The territory, inhabited since prehistoric times, received the impact of a superior culture which radically transformed its foundations. A century after the disappearance of the Empúries County House in the mid 15th century, according to Pella i Porgas, a small fishing district began to expand near what was the first capital, as a result of the impetus of the maritime trade. L'Escala began to appear in written texts from the 16th century onwards as a small fishing and cabotage port dependent on the neighbouring town of Empúries. Its use as a port, however, goes much further back. Its name, from the Latin scala, which was very common throughout the whole of the Mediterranean region, designates a port or quay, the usual shelter for boats.

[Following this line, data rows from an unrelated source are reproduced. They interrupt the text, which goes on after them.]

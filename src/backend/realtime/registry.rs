/**
 * Connection Registry
 *
 * This module tracks every live realtime connection together with:
 *
 * - the identity it is bound to (zero or one per connection, many
 *   connections per identity for multi-tab use)
 * - the room groups it has joined
 *
 * Each connection owns an unbounded `mpsc` queue; the registry only holds the
 * sending half. Delivery is best-effort: a queue whose receiver has gone
 * away simply drops the event.
 *
 * The registry is a cheap-to-clone handle over one `RwLock`. The lock is
 * never held across an `.await`, so callers may use it freely between store
 * calls.
 */

use std::collections::{HashMap, HashSet};
use std::sync::{Arc, RwLock, RwLockReadGuard, RwLockWriteGuard};

use tokio::sync::mpsc::UnboundedSender;
use uuid::Uuid;

use crate::shared::error::ChatError;
use crate::shared::event::ServerEvent;
use crate::shared::messaging::RoomId;

/// Identifier of one live connection
#[derive(Debug, Clone, Copy, PartialEq, Eq, Hash)]
pub struct ConnectionId(Uuid);

impl ConnectionId {
    fn new() -> Self {
        Self(Uuid::new_v4())
    }
}

impl std::fmt::Display for ConnectionId {
    fn fmt(&self, f: &mut std::fmt::Formatter<'_>) -> std::fmt::Result {
        write!(f, "{}", self.0)
    }
}

/// Outbound queue of one connection
pub type EventSender = UnboundedSender<ServerEvent>;

struct Connection {
    sender: EventSender,
    identity: Option<String>,
    rooms: HashSet<RoomId>,
}

#[derive(Default)]
struct Inner {
    connections: HashMap<ConnectionId, Connection>,
    identities: HashMap<String, HashSet<ConnectionId>>,
    room_groups: HashMap<RoomId, HashSet<ConnectionId>>,
}

impl Inner {
    fn detach_identity(&mut self, conn: ConnectionId, identity: &str) {
        if let Some(group) = self.identities.get_mut(identity) {
            group.remove(&conn);
            if group.is_empty() {
                self.identities.remove(identity);
            }
        }
    }

    fn detach_room(&mut self, conn: ConnectionId, room_id: RoomId) {
        if let Some(group) = self.room_groups.get_mut(&room_id) {
            group.remove(&conn);
            if group.is_empty() {
                self.room_groups.remove(&room_id);
            }
        }
    }

    fn deliver(&self, targets: impl IntoIterator<Item = ConnectionId>, event: &ServerEvent) -> usize {
        targets
            .into_iter()
            .filter_map(|conn| self.connections.get(&conn))
            .filter(|connection| connection.sender.send(event.clone()).is_ok())
            .count()
    }
}

/// Registry of live connections, identity groups and room groups
#[derive(Clone, Default)]
pub struct ConnectionRegistry {
    inner: Arc<RwLock<Inner>>,
}

impl ConnectionRegistry {
    /// Create an empty registry
    pub fn new() -> Self {
        Self::default()
    }

    // Poisoning leaves the maps structurally valid
    fn read(&self) -> RwLockReadGuard<'_, Inner> {
        self.inner.read().unwrap_or_else(|e| e.into_inner())
    }

    fn write(&self) -> RwLockWriteGuard<'_, Inner> {
        self.inner.write().unwrap_or_else(|e| e.into_inner())
    }

    /// Register a new connection with its outbound queue
    pub fn register(&self, sender: EventSender) -> ConnectionId {
        let conn = ConnectionId::new();
        self.write().connections.insert(
            conn,
            Connection {
                sender,
                identity: None,
                rooms: HashSet::new(),
            },
        );
        tracing::debug!("[Registry] Registered connection {}", conn);
        conn
    }

    /// Remove a connection, its identity binding and every room membership
    ///
    /// Returns the identity the connection was bound to.
    pub fn deregister(&self, conn: ConnectionId) -> Option<String> {
        let mut inner = self.write();
        let connection = inner.connections.remove(&conn)?;

        if let Some(identity) = &connection.identity {
            inner.detach_identity(conn, identity);
        }
        for room_id in &connection.rooms {
            inner.detach_room(conn, *room_id);
        }

        tracing::debug!(
            "[Registry] Deregistered connection {} (identity: {:?}, rooms: {})",
            conn,
            connection.identity,
            connection.rooms.len()
        );
        connection.identity
    }

    /// Bind a connection to an identity, replacing any previous binding
    ///
    /// Returns the previous identity.
    pub fn bind(&self, conn: ConnectionId, identity: &str) -> Result<Option<String>, ChatError> {
        let mut inner = self.write();
        let connection = inner
            .connections
            .get_mut(&conn)
            .ok_or_else(|| ChatError::protocol(format!("unknown connection {}", conn)))?;
        let previous = connection.identity.replace(identity.to_string());

        if let Some(previous) = &previous {
            inner.detach_identity(conn, previous);
        }
        inner
            .identities
            .entry(identity.to_string())
            .or_default()
            .insert(conn);

        Ok(previous)
    }

    /// Drop a connection's identity binding; no-op when unbound
    pub fn unbind(&self, conn: ConnectionId) -> Option<String> {
        let mut inner = self.write();
        let identity = inner.connections.get_mut(&conn)?.identity.take()?;
        inner.detach_identity(conn, &identity);
        Some(identity)
    }

    /// Identity a connection is bound to
    pub fn identity_of(&self, conn: ConnectionId) -> Option<String> {
        self.read()
            .connections
            .get(&conn)
            .and_then(|connection| connection.identity.clone())
    }

    /// Send an event to one connection
    pub fn send_to(&self, conn: ConnectionId, event: ServerEvent) -> bool {
        self.read().deliver([conn], &event) == 1
    }

    /// Send an event to every connection bound to `identity`
    ///
    /// Returns how many connections received it; zero is not an error.
    pub fn broadcast_to_identity(&self, identity: &str, event: ServerEvent) -> usize {
        let inner = self.read();
        match inner.identities.get(identity) {
            Some(group) => inner.deliver(group.iter().copied(), &event),
            None => 0,
        }
    }

    /// Add a connection to a room group
    pub fn join_room_group(&self, conn: ConnectionId, room_id: RoomId) -> bool {
        let mut inner = self.write();
        match inner.connections.get_mut(&conn) {
            Some(connection) => {
                connection.rooms.insert(room_id);
                inner.room_groups.entry(room_id).or_default().insert(conn);
                true
            }
            None => false,
        }
    }

    /// Remove a connection from a room group
    pub fn leave_room_group(&self, conn: ConnectionId, room_id: RoomId) -> bool {
        let mut inner = self.write();
        let was_member = inner
            .connections
            .get_mut(&conn)
            .map(|connection| connection.rooms.remove(&room_id))
            .unwrap_or(false);
        inner.detach_room(conn, room_id);
        was_member
    }

    /// Send an event to every member of a room group
    pub fn broadcast_to_room(&self, room_id: RoomId, event: ServerEvent) -> usize {
        let inner = self.read();
        match inner.room_groups.get(&room_id) {
            Some(group) => inner.deliver(group.iter().copied(), &event),
            None => 0,
        }
    }

    /// Remove every member from a room group
    ///
    /// Returns how many connections were removed.
    pub fn clear_room_group(&self, room_id: RoomId) -> usize {
        let mut inner = self.write();
        let members = inner.room_groups.remove(&room_id).unwrap_or_default();
        for conn in &members {
            if let Some(connection) = inner.connections.get_mut(conn) {
                connection.rooms.remove(&room_id);
            }
        }
        members.len()
    }

    /// Number of live connections
    pub fn connection_count(&self) -> usize {
        self.read().connections.len()
    }

    /// Number of connections bound to `identity`
    pub fn identity_connection_count(&self, identity: &str) -> usize {
        self.read().identities.get(identity).map_or(0, HashSet::len)
    }

    /// Number of connections in a room group
    pub fn room_group_size(&self, room_id: RoomId) -> usize {
        self.read().room_groups.get(&room_id).map_or(0, HashSet::len)
    }
}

The dependence upon Empúries was reversed during the 17th and 18th centuries to the benefit of L'Escala. In 1680 the residents of the “Port of L'Escala of the town of Empúries”, which already comprised a neighbourhood with 80 inhabitants, managed to build its own church and, in 1766, L'Escala became a town and the head of the municipality. 

The main reason was the extraordinary population growth, from 390 inhabitants in 1718 to 1,383 in 1787, supported by high regional immigration, it attracted new immigrants with jobs generated by the maritime customs - the Salt Storehouse, the fishing industry, the shipyards, the anchovy and sardine salting, the rice crops and the vines, the wine exports and the jobs which were created in the wake of the industrial activity. 

The traveller Zamora wrote in his diary in 1789 that “the residents all work in good jobs, the men earn good wages and there are no poor people”. The census in 1806 records 1,600 inhabitants; the one in 1857 records 2,574 and the one in 1877 records only 2,607 inhabitants, due to deaths from epidemics caused by the rice crops and cholera. The economy kept going well into the 20th century and was primarily devoted to fishing and vineyards, with a population which fluctuated until 1960 at around 2,500 inhabitants.

From the beginning of the century onwards there was significant political and cultural activity: it was the time of the Ateneo (College) of Art and Culture, the Víctor Català Ateneo and the Youth Centre, which gave rise to drama groups, Sardana bands and the Floral Games. 

The civil war put a stop to all this activity and L'Escala experienced one of the most tragic episodes in its history: the bombing of the town by the fascist planes at the end of the war, which caused twenty deaths among its civilians. In the nineteen sixties a new phenomenon gave impetus to the economy: tourism. 

Small local industries disappeared and the workforce began to meet the demands of building, commerce and its former industry, revived by the creation of the designation of quality of the anchovy. The population increased to the current-day figure of 10,000, although it exceeds 50,000 in the summer months.